◆ **SUPPLIED DATA**
____

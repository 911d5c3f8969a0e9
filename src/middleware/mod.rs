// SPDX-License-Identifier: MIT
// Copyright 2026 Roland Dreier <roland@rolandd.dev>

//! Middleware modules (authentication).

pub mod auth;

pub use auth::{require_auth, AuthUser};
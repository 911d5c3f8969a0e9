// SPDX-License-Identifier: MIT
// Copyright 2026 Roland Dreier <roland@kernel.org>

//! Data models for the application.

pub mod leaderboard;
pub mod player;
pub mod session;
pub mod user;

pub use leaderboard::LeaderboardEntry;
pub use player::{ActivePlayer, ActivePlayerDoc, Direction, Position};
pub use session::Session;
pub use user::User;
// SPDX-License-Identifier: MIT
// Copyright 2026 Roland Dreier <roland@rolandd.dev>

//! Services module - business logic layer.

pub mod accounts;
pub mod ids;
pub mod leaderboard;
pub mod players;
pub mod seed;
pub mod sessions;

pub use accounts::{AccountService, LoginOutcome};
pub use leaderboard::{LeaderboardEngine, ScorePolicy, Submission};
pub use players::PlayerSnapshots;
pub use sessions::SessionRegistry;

____

◆ **TASK OBJECTIVE**
Wherever a line of the data holds "leaderboard", copy that line.

◆ **EXERCISE OUTPUT**
pub mod leaderboard;
pub use leaderboard::LeaderboardEntry;
pub mod leaderboard;
pub use leaderboard::{LeaderboardEngine, ScorePolicy, Submission};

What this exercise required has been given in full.